In the process of applying the Company’s accounting policies, management has made the following estimates, assumptions and judgements, which have significant effect on the amounts recognized in the financial statements:

a. Deferred Tax Assets

The recognition of deferred tax assets requires assessment of whether it is probable that sufficient future taxable profit will be available against which deferred tax asset can be utilized. The Company reviews at each balance sheet date the carrying amount of deferred tax assets.

b. Property, Plant and Equipment & Intangible Assets

The determination of depreciation and amortisation charge depends on the useful lives for which judgements and estimations are required. The residual values, useful lives, and method of depreciation of property, plant and equipment and intangible assets are reviewed at each financial year end and adjusted prospectively, if appropriate.

c. Allowances for Uncollected Trade Receivables

Trade receivables do not carry any interest and are stated at their transaction value as reduced by appropriate allowances for estimated irrecoverable amounts. Individual trade receivables are written off when management deems them not to be collectible.

d. Contingencies and Litigations

Management judgement is required for estimating the possible outflow of resources, if any, in respect of contingencies / claims / litigations against the Company as it is not possible to predict the outcome of pending matters with accuracy.

e.
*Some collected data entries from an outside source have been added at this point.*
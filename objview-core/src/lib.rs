/// objview core library - OBJ/MTL loading, mesh flattening and view math
///
/// Nothing here touches a window or a GPU: the renderer consumes the flat
/// vertex streams from [`Model`] and the matrices from [`Transform`] and
/// [`Camera`].

pub mod camera;
pub mod error;
pub mod geometry;
pub mod mesh;
pub mod model;
pub mod mtl;
pub mod obj;
pub mod projection;
pub mod transform;

mod tokens;

// Re-export commonly used types
pub use camera::{Camera, Movement};
pub use error::{MaterialError, ModelError, ParseErrorKind};
pub use mesh::{Mesh, MeshBuilder, MeshOptions, UvMode, VERTEX_LAYOUT};
pub use model::Model;
pub use mtl::Material;
pub use obj::{ObjData, ObjParser};
pub use projection::Projection;
pub use transform::{RotationState, Transform};
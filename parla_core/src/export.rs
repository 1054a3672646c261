//! CSV export of the progress history.

use crate::{Result, SessionStats};
use std::fs::File;
use std::path::Path;

/// A row in the CSV output
#[derive(Debug, serde::Serialize)]
struct CsvRow {
    timestamp: String,
    mode: String,
    score: usize,
    total: usize,
    percentage: f64,
}

impl From<&SessionStats> for CsvRow {
    fn from(stats: &SessionStats) -> Self {
        CsvRow {
            timestamp: stats.timestamp.format("%Y-%m-%dT%H:%M:%S").to_string(),
            mode: stats.mode.to_string(),
            score: stats.score,
            total: stats.total,
            percentage: stats.percentage,
        }
    }
}

/// Write `history` to `csv_path` (replacing it) and return the row count
///
/// The file is fsynced before returning.
pub fn export_progress_csv(history: &[SessionStats], csv_path: &Path) -> Result<usize> {
    if let Some(parent) = csv_path.parent() {
        if !parent.as_os_str().is_empty() {
            std::fs::create_dir_all(parent)?;
        }
    }

    let file = File::create(csv_path)?;
    let mut writer = csv::WriterBuilder::new().has_headers(true).from_writer(file);

    for stats in history {
        writer.serialize(CsvRow::from(stats))?;
    }

    // Headers are only emitted with the first record
    if history.is_empty() {
        writer.write_record(["timestamp", "mode", "score", "total", "percentage"])?;
    }

    writer.flush()?;
    let file = writer
        .into_inner()
        .map_err(|e| std::io::Error::new(std::io::ErrorKind::Other, e.to_string()))?;
    file.sync_all()?;

    tracing::info!("Exported {} sessions to {:?}", history.len(), csv_path);
    Ok(history.len())
}
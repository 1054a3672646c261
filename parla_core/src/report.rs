//! Text rendering for progress and end-of-session summaries.

use crate::console::Console;
use crate::{ErrorRecord, Result, SessionStats};
use std::io::{BufRead, Write};

const BAR_LENGTH: usize = 10;

/// `#`/`-` bar with `floor(10 * progress / total)` filled cells
pub fn progress_bar(progress: usize, total: usize) -> String {
    let filled = if total == 0 {
        0
    } else {
        (BAR_LENGTH * progress / total).min(BAR_LENGTH)
    };
    format!("{}{}", "#".repeat(filled), "-".repeat(BAR_LENGTH - filled))
}

/// Header shown above each question
pub fn progress_line(progress: usize, total: usize) -> String {
    format!(
        "Domanda [{}/{}] [{}]",
        progress,
        total,
        progress_bar(progress, total)
    )
}

/// Accepted answers for display, `N/A` when there are none
pub fn accepted_list(answers: &[String]) -> String {
    if answers.is_empty() {
        "N/A".into()
    } else {
        answers.join(", ")
    }
}

/// Print one missed question: headline, wrong answer, accepted answers, explanation
pub fn write_error_entry<R: BufRead, W: Write>(
    console: &mut Console<R, W>,
    index: usize,
    error: &ErrorRecord,
) -> Result<()> {
    console.say(format!("{}. {}", index, error.headline()))?;
    console.say(format!("   ❌ Your answer: {}", error.user_answer))?;
    console.say(format!(
        "   ✅ Correct: {}",
        accepted_list(&error.accepted_answers)
    ))?;

    if !error.explanation.is_empty() {
        console.say("   📖 Spiegazione / Erklärung:")?;
        for line in error.explanation.lines() {
            console.say(format!("      {}", line))?;
        }
    }
    Ok(())
}

/// Final score plus either a perfect-score banner or the missed questions
pub fn write_session_report<R: BufRead, W: Write>(
    console: &mut Console<R, W>,
    stats: &SessionStats,
    errors: &[ErrorRecord],
) -> Result<()> {
    console.say(format!("\n{}", "=".repeat(40)))?;
    console.say(format!(
        "Punteggio: {}/{} - {:.0}%",
        stats.score,
        stats.total,
        crate::types::percentage(stats.score, stats.total)
    ))?;

    if errors.is_empty() {
        console.say("\n   *  *  *   PERFETTO!   *  *  *\n")?;
        console.say("🏆 Every answer was right. / Alles richtig!")?;
    } else {
        console.say("Bravo! La pratica rende perfetti. 🍕")?;
        console.say(format!("You made {} mistakes.", errors.len()))?;
        console.say(format!("\n{} FOCUS ON WRONG ANSWERS {}\n", "=".repeat(15), "=".repeat(15)))?;

        for (idx, error) in errors.iter().enumerate() {
            write_error_entry(console, idx + 1, error)?;
            console.say("")?;
        }

        console.say(format!("{}\n", "-".repeat(40)))?;
        console.say("These questions were saved to your personal review list.")?;
        console.say("Choose mode 3 to practice them again!")?;
    }

    console.say(format!("{}\n", "=".repeat(40)))?;
    Ok(())
}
Mines Reclamation Obligation

The measurement of mines reclamation obligation requires long term assumptions regarding the phasing of the restoration

work to be carried out. Discount rates are determined based on the government securities of similar tenure.

f. Defined Benefit Plan

The cost of defined benefit plan and present value of such obligation are determined using actuarial valuation. An actuarial valuation involves making various assumptions that may differ from actual developments in the future. These include the determination of the discount rate, future salary increases, mortality rates and attrition rate. Due to the long- term nature of the plan, such estimates are subject to significant uncertainty. All assumptions are reviewed at each reporting date. Refer Note 38 for sensitivity analysis.

g. Fair Value Measurement of Financial Instruments

When the fair values of financial assets and financial liabilities recorded in the balance sheet cannot be measured based on quoted prices in active markets, their fair value is measured using valuation techniques including the Discounted Cash Flow model. The inputs to these models are taken from observable markets where possible, but where this is not feasible, a degree of judgement is required in establishing fair values. Judgements include considerations of inputs such as liquidity risk, credit risk and volatility.